Advantages of hot chamber die casting
1. It offers faster production speeds – up to 18,000 runs per hour for smaller parts.
2. Produce parts with lower porosity
3. Metal inside the die casting machine can be melted, and the process produces reduced metal waste
4. Longer mold life due to low melting point
Disadvantages of hot chamber die casting
1. Cost-effective only for high-volume production
2. High melting point metals cannot be used
3. Requires high pressure range
4. Metal mobility is low, thus limiting product complexity
5. There may be ejection marks and a small amount of burrs remaining on the mold separation line.
Cold room process
In the cold chamber process, molten metal is poured into the shot sleeve or chamber portion of the injection cylinder before being pushed into the mold. Since the sleeve is not heated, the process is called a cold chamber process. Since the metal furnace is self-contained, there are no corrosion issues.
The cold chamber process begins when the molten material is transferred from the furnace to the injection chamber through the pouring hole. A hydraulic ram then seals the cold chamber port and forces the metal under pressure into the mold cavity. The pressure range is between 30Mpa and 150MPa.
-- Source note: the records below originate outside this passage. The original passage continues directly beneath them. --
//! polymesh convert command - build a finalized mesh from reader output.

use std::path::Path;

use anyhow::{Context, Result};
use colored::Colorize;
use polymesh::{ConvertParams, IssueSeverity, RawMesh, TopologyIssue};
use serde::Serialize;

use crate::{Cli, OutputFormat, output};

/// Command-line settings layered over the parameter file.
pub struct Overrides<'a> {
    pub config: Option<&'a Path>,
    pub scale: Option<f64>,
    pub face_ref_base: Option<i64>,
    pub no_repair: bool,
    pub no_checks: bool,
}

impl Overrides<'_> {
    fn params(&self) -> Result<ConvertParams> {
        let mut params = match self.config {
            Some(path) => ConvertParams::from_json_file(path)
                .with_context(|| format!("Failed to load parameters from {:?}", path))?,
            None => ConvertParams::default(),
        };

        if let Some(scale) = self.scale {
            params.scale = scale;
        }
        if let Some(base) = self.face_ref_base {
            params.face_ref_base = base;
        }
        if self.no_repair {
            params.repair_multiply_connected = false;
        }
        if self.no_checks {
            params.validate_input = false;
            params.check_boundary_contiguity = false;
        }
        Ok(params)
    }
}

#[derive(Serialize)]
struct ConvertResult {
    input: String,
    output: String,
    points: usize,
    faces: usize,
    internal_faces: usize,
    cells: usize,
    patches: usize,
    flipped_faces: usize,
    multiply_connected_pairs: usize,
    faces_removed: usize,
    unresolved_pairs: usize,
    issues: Vec<IssueInfo>,
}

#[derive(Serialize)]
struct IssueInfo {
    code: &'static str,
    severity: String,
    message: String,
    suggestion: &'static str,
}

impl From<&TopologyIssue> for IssueInfo {
    fn from(issue: &TopologyIssue) -> Self {
        Self {
            code: issue.code(),
            severity: issue.severity().to_string(),
            message: issue.to_string(),
            suggestion: issue.suggestion(),
        }
    }
}

pub fn run(input: &Path, output_path: &Path, overrides: Overrides<'_>, cli: &Cli) -> Result<()> {
    let params = overrides.params()?;

    let raw =
        RawMesh::load(input).with_context(|| format!("Failed to load raw mesh from {:?}", input))?;
    let input_faces = raw.face_count();

    let conversion = raw.convert(&params).with_context(|| "Conversion failed")?;
    let mesh = &conversion.mesh;

    mesh.save(output_path)
        .with_context(|| format!("Failed to save mesh to {:?}", output_path))?;

    let result = ConvertResult {
        input: input.display().to_string(),
        output: output_path.display().to_string(),
        points: mesh.point_count(),
        faces: mesh.face_count(),
        internal_faces: mesh.internal_face_count(),
        cells: mesh.cell_count,
        patches: mesh.patches.len(),
        flipped_faces: conversion.flipped_face_count,
        multiply_connected_pairs: conversion.bad_pairs().len(),
        faces_removed: conversion.removed_face_count(),
        unresolved_pairs: conversion.repair.unresolved_pairs().count(),
        issues: conversion.issues.iter().map(IssueInfo::from).collect(),
    };

    match cli.format {
        OutputFormat::Json => {
            output::print(&result, cli.format, cli.quiet);
        }
        OutputFormat::Text => {
            if !cli.quiet {
                output::success(
                    &format!("Converted {} to {}", input.display(), output_path.display()),
                    cli.format,
                    cli.quiet,
                );
                println!(
                    "  {}: {} → {} ({} internal)",
                    "Faces".cyan(),
                    input_faces,
                    result.faces,
                    result.internal_faces
                );
                println!("  {}: {}", "Cells".cyan(), result.cells);
                println!("  {}: {}", "Patches".cyan(), result.patches);
                if result.flipped_faces > 0 {
                    println!("  {}: {}", "Flipped faces".cyan(), result.flipped_faces);
                }
                if result.multiply_connected_pairs > 0 {
                    println!(
                        "  {}: {} pairs, {} faces merged away",
                        "Repairs".green(),
                        result.multiply_connected_pairs,
                        result.faces_removed
                    );
                }
                if result.unresolved_pairs > 0 {
                    output::warning(
                        &format!(
                            "{} pairs still multiply connected; inspect the mesh manually",
                            result.unresolved_pairs
                        ),
                        cli.quiet,
                    );
                }
                if !result.issues.is_empty() {
                    println!("\n{}", "Issues:".bold());
                    for (issue, info) in conversion.issues.iter().zip(&result.issues) {
                        let icon = match issue.severity() {
                            IssueSeverity::Error => "✗".red(),
                            IssueSeverity::Warning => "⚠".yellow(),
                            IssueSeverity::Info => "ℹ".blue(),
                        };
                        println!("  {} [{}] {}", icon, info.code, info.message);
                        println!("      {}", info.suggestion.dimmed());
                    }
                }
            }
        }
    }

    Ok(())
}

#[cfg(test)]
mod tests {
    use super::*;

    fn overrides(config: Option<&Path>) -> Overrides<'_> {
        Overrides {
            config,
            scale: None,
            face_ref_base: None,
            no_repair: false,
            no_checks: false,
        }
    }

    #[test]
    fn test_defaults_without_config() {
        assert_eq!(overrides(None).params().unwrap(), ConvertParams::default());
    }

    #[test]
    fn test_flags_override_config_file() {
        let dir = tempfile::tempdir().unwrap();
        let path = dir.path().join("params.json");
        std::fs::write(&path, r#"{"scale": 0.001, "face_ref_base": 0}"#).unwrap();

        let mut o = overrides(Some(&path));
        o.face_ref_base = Some(1);
        o.no_checks = true;
        let params = o.params().unwrap();

        assert_eq!(params.scale, 0.001);
        assert_eq!(params.face_ref_base, 1);
        assert!(!params.validate_input);
        assert!(!params.check_boundary_contiguity);
        assert!(params.repair_multiply_connected);
    }

    #[test]
    fn test_issue_info_carries_code_and_suggestion() {
        let issue = TopologyIssue::EmptyPatch {
            name: "inlet".to_string(),
        };
        let info = IssueInfo::from(&issue);
        assert_eq!(info.code, "MESH-5003");
        assert_eq!(info.severity, "info");
        assert!(info.message.contains("inlet"));
        assert_eq!(info.suggestion, issue.suggestion());
    }

    #[test]
    fn test_missing_config_file() {
        assert!(overrides(Some(Path::new("/nonexistent/params.json"))).params().is_err());
    }
}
The process is typically used for high melting point alloys of aluminum, magnesium and copper, but can also be used to cast other metals including ferrous metals. The molten metal temperature starts at 600°C for aluminum and some magnesium alloys and rises significantly for copper- and iron-based alloys.
Advantages of cold chamber die casting
1. Can produce higher strength parts
2. Due to the increased pressure during the injection process, the density of metal castings is higher
3. Zero level is not easy to damage and reduces maintenance costs.
4. It brings superior dimensional accuracy to parts
5. The process is simple and easy to operate.
Disadvantages of cold chamber die casting
Mechanical equipment cycle times are slower than hot chamber die casting, likely due to the transfer of metal from the furnace to the chamber. During this process, levels of oxidation and other contaminants remain high, and the quality of the final part is more susceptible to contaminants.